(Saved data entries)
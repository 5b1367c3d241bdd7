//! Entry form use case: name validation, duplicate check and the hand-off
//! to the play screen.

use std::sync::Arc;

use reqwest::Url;

use qweek_core::QweekError;
use qweek_core::error::Result;
use qweek_core::participant::{ParticipantRepository, PlayerName};

/// Shown when the name pair already has a saved result.
pub const ALREADY_PLAYED_MESSAGE: &str = "Ya has participado en el juego.";

const FIRST_NAME_PARAM: &str = "firstName";
const LAST_NAME_PARAM: &str = "lastName";
const PLAY_BASE: &str = "qweek://play";

/// A player cleared to start a game.
#[derive(Debug, Clone, PartialEq, Eq)]
pub struct Registration {
    pub player: PlayerName,
    /// URL-encoded `firstName=..&lastName=..` for the play screen.
    pub query: String,
}

pub struct RegistrationService {
    repository: Arc<dyn ParticipantRepository>,
}

impl RegistrationService {
    pub fn new(repository: Arc<dyn ParticipantRepository>) -> Self {
        Self { repository }
    }

    /// Validates the entry form and checks for a previous participation.
    ///
    /// # Errors
    ///
    /// - `QweekError::Validation` if either name is empty after trimming
    /// - `QweekError::DuplicateParticipant` if a result exists for the pair
    /// - persistence errors from the store
    pub async fn check_and_register(&self, first_name: &str, last_name: &str) -> Result<Registration> {
        let player = PlayerName::new(first_name, last_name)?;

        if let Some(existing) = self
            .repository
            .find_by_name(player.first_name(), player.last_name())
            .await?
        {
            tracing::info!(
                "Rejected registration for {}: already played as {}",
                player.display_name(),
                existing.id
            );
            return Err(QweekError::duplicate(player.first_name(), player.last_name()));
        }

        tracing::info!("Registered {}", player.display_name());
        let query = play_query(&player)?;
        Ok(Registration { player, query })
    }
}

/// Encodes a player as the play screen query string.
pub fn play_query(player: &PlayerName) -> Result<String> {
    let mut url = base_url()?;
    url.query_pairs_mut()
        .append_pair(FIRST_NAME_PARAM, player.first_name())
        .append_pair(LAST_NAME_PARAM, player.last_name());
    Ok(url.query().unwrap_or_default().to_string())
}

/// Parses the play screen query string back into a player.
///
/// # Errors
///
/// Returns `QweekError::Validation` when either name is missing or blank,
/// which sends the player back to the entry form.
pub fn parse_play_query(query: &str) -> Result<PlayerName> {
    let mut url = base_url()?;
    url.set_query(Some(query.trim_start_matches('?')));

    let mut first_name = None;
    let mut last_name = None;
    for (key, value) in url.query_pairs() {
        match key.as_ref() {
            FIRST_NAME_PARAM => first_name = Some(value.into_owned()),
            LAST_NAME_PARAM => last_name = Some(value.into_owned()),
            _ => {}
        }
    }

    PlayerName::new(
        first_name.as_deref().unwrap_or_default(),
        last_name.as_deref().unwrap_or_default(),
    )
}

fn base_url() -> Result<Url> {
    Url::parse(PLAY_BASE).map_err(|e| QweekError::internal(format!("Invalid play URL: {}", e)))
}

#[cfg(test)]
mod tests {
    use super::*;
    use qweek_core::participant::NewParticipant;
    use qweek_infrastructure::InMemoryParticipantRepository;

    fn service() -> (RegistrationService, Arc<InMemoryParticipantRepository>) {
        let repository = Arc::new(InMemoryParticipantRepository::new());
        (RegistrationService::new(repository.clone()), repository)
    }

    #[tokio::test]
    async fn test_register_new_player() {
        let (service, _) = service();
        let registration = service.check_and_register(" Ana ", "Lopez").await.unwrap();

        assert_eq!(registration.player.display_name(), "Ana Lopez");
        assert_eq!(registration.query, "firstName=Ana&lastName=Lopez");
    }

    #[tokio::test]
    async fn test_register_requires_both_names() {
        let (service, _) = service();
        let err = service.check_and_register("Ana", "  ").await.unwrap_err();

        assert!(err.is_validation());
        assert_eq!(err.to_string(), "Validation error: Nombre y apellido son requeridos.");
    }

    #[tokio::test]
    async fn test_register_rejects_previous_participant() {
        let (service, repository) = service();
        repository
            .add(NewParticipant {
                first_name: "Ana".to_string(),
                last_name: "Lopez".to_string(),
                score: 4,
                total: 10,
                time_seconds: None,
            })
            .await
            .unwrap();

        let err = service.check_and_register("ana", "LOPEZ").await.unwrap_err();
        assert!(err.is_duplicate());
    }

    #[test]
    fn test_query_round_trip_with_special_characters() {
        let player = PlayerName::new("María José", "Pérez & Díaz").unwrap();
        let query = play_query(&player).unwrap();

        assert!(!query.contains(' '));
        assert!(!query.contains("& "));
        assert_eq!(parse_play_query(&query).unwrap(), player);
    }

    #[test]
    fn test_parse_query_missing_name_redirects() {
        assert!(parse_play_query("firstName=Ana").unwrap_err().is_validation());
        assert!(parse_play_query("").unwrap_err().is_validation());
        assert!(parse_play_query("?firstName=Ana&lastName=").unwrap_err().is_validation());

        let player = parse_play_query("?lastName=Lopez&firstName=Ana").unwrap();
        assert_eq!(player.first_name(), "Ana");
    }
}
pub mod config_service;
pub mod document_store_participant_repository;
pub mod dto;
pub mod json_file_participant_repository;
pub mod memory_participant_repository;
pub mod paths;
pub mod storage;
pub mod store_factory;

pub use crate::config_service::ConfigService;
pub use crate::document_store_participant_repository::DocumentStoreParticipantRepository;
pub use crate::json_file_participant_repository::JsonFileParticipantRepository;
pub use crate::memory_participant_repository::InMemoryParticipantRepository;
pub use crate::paths::{PathError, QweekPaths};
pub use crate::store_factory::build_participant_repository;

▶ _Work item_:
Nothing in the records should be altered when they are written out again.

▶ _Exercise output_:
repository 5b1367c3d241bdd7
//! Entry form use case: name validation, duplicate check and the hand-off
//! to the play screen.

use std::sync::Arc;

use reqwest::Url;

use qweek_core::QweekError;
use qweek_core::error::Result;
use qweek_core::participant::{ParticipantRepository, PlayerName};

/// Shown when the name pair already has a saved result.
pub const ALREADY_PLAYED_MESSAGE: &str = "Ya has participado en el juego.";

const FIRST_NAME_PARAM: &str = "firstName";
const LAST_NAME_PARAM: &str = "lastName";
const PLAY_BASE: &str = "qweek://play";

/// A player cleared to start a game.
#[derive(Debug, Clone, PartialEq, Eq)]
pub struct Registration {
    pub player: PlayerName,
    /// URL-encoded `firstName=..&lastName=..` for the play screen.
    pub query: String,
}

pub struct RegistrationService {
    repository: Arc<dyn ParticipantRepository>,
}

impl RegistrationService {
    pub fn new(repository: Arc<dyn ParticipantRepository>) -> Self {
        Self { repository }
    }

    /// Validates the entry form and checks for a previous participation.
    ///
    /// # Errors
    ///
    /// - `QweekError::Validation` if either name is empty after trimming
    /// - `QweekError::DuplicateParticipant` if a result exists for the pair
    /// - persistence errors from the store
    pub async fn check_and_register(&self, first_name: &str, last_name: &str) -> Result<Registration> {
        let player = PlayerName::new(first_name, last_name)?;

        if let Some(existing) = self
            .repository
            .find_by_name(player.first_name(), player.last_name())
            .await?
        {
            tracing::info!(
                "Rejected registration for {}: already played as {}",
                player.display_name(),
                existing.id
            );
            return Err(QweekError::duplicate(player.first_name(), player.last_name()));
        }

        tracing::info!("Registered {}", player.display_name());
        let query = play_query(&player)?;
        Ok(Registration { player, query })
    }
}

/// Encodes a player as the play screen query string.
pub fn play_query(player: &PlayerName) -> Result<String> {
    let mut url = base_url()?;
    url.query_pairs_mut()
        .append_pair(FIRST_NAME_PARAM, player.first_name())
        .append_pair(LAST_NAME_PARAM, player.last_name());
    Ok(url.query().unwrap_or_default().to_string())
}

/// Parses the play screen query string back into a player.
///
/// # Errors
///
/// Returns `QweekError::Validation` when either name is missing or blank,
/// which sends the player back to the entry form.
pub fn parse_play_query(query: &str) -> Result<PlayerName> {
    let mut url = base_url()?;
    url.set_query(Some(query.trim_start_matches('?')));

    let mut first_name = None;
    let mut last_name = None;
    for (key, value) in url.query_pairs() {
        match key.as_ref() {
            FIRST_NAME_PARAM => first_name = Some(value.into_owned()),
            LAST_NAME_PARAM => last_name = Some(value.into_owned()),
            _ => {}
        }
    }

    PlayerName::new(
        first_name.as_deref().unwrap_or_default(),
        last_name.as_deref().unwrap_or_default(),
    )
}

fn base_url() -> Result<Url> {
    Url::parse(PLAY_BASE).map_err(|e| QweekError::internal(format!("Invalid play URL: {}", e)))
}

#[cfg(test)]
mod tests {
    use super::*;
    use qweek_core::participant::NewParticipant;
    use qweek_infrastructure::InMemoryParticipantRepository;

    fn service() -> (RegistrationService, Arc<InMemoryParticipantRepository>) {
        let repository = Arc::new(InMemoryParticipantRepository::new());
        (RegistrationService::new(repository.clone()), repository)
    }

    #[tokio::test]
    async fn test_register_new_player() {
        let (service, _) = service();
        let registration = service.check_and_register(" Ana ", "Lopez").await.unwrap();

        assert_eq!(registration.player.display_name(), "Ana Lopez");
        assert_eq!(registration.query, "firstName=Ana&lastName=Lopez");
    }

    #[tokio::test]
    async fn test_register_requires_both_names() {
        let (service, _) = service();
        let err = service.check_and_register("Ana", "  ").await.unwrap_err();

        assert!(err.is_validation());
        assert_eq!(err.to_string(), "Validation error: Nombre y apellido son requeridos.");
    }

    #[tokio::test]
    async fn test_register_rejects_previous_participant() {
        let (service, repository) = service();
        repository
            .add(NewParticipant {
                first_name: "Ana".to_string(),
                last_name: "Lopez".to_string(),
                score: 4,
                total: 10,
                time_seconds: None,
            })
            .await
            .unwrap();

        let err = service.check_and_register("ana", "LOPEZ").await.unwrap_err();
        assert!(err.is_duplicate());
    }

    #[test]
    fn test_query_round_trip_with_special_characters() {
        let player = PlayerName::new("María José", "Pérez & Díaz").unwrap();
        let query = play_query(&player).unwrap();

        assert!(!query.contains(' '));
        assert!(!query.contains("& "));
        assert_eq!(parse_play_query(&query).unwrap(), player);
    }

    #[test]
    fn test_parse_query_missing_name_redirects() {
        assert!(parse_play_query("firstName=Ana").unwrap_err().is_validation());
        assert!(parse_play_query("").unwrap_err().is_validation());
        assert!(parse_play_query("?firstName=Ana&lastName=").unwrap_err().is_validation());

        let player = parse_play_query("?lastName=Lopez&firstName=Ana").unwrap();
        assert_eq!(player.first_name(), "Ana");
    }
}
pub mod config_service;
pub mod document_store_participant_repository;
pub mod dto;
pub mod json_file_participant_repository;
pub mod memory_participant_repository;
pub mod paths;
pub mod storage;
pub mod store_factory;

pub use crate::config_service::ConfigService;
pub use crate::document_store_participant_repository::DocumentStoreParticipantRepository;
pub use crate::json_file_participant_repository::JsonFileParticipantRepository;
pub use crate::memory_participant_repository::InMemoryParticipantRepository;
pub use crate::paths::{PathError, QweekPaths};
pub use crate::store_factory::build_participant_repository;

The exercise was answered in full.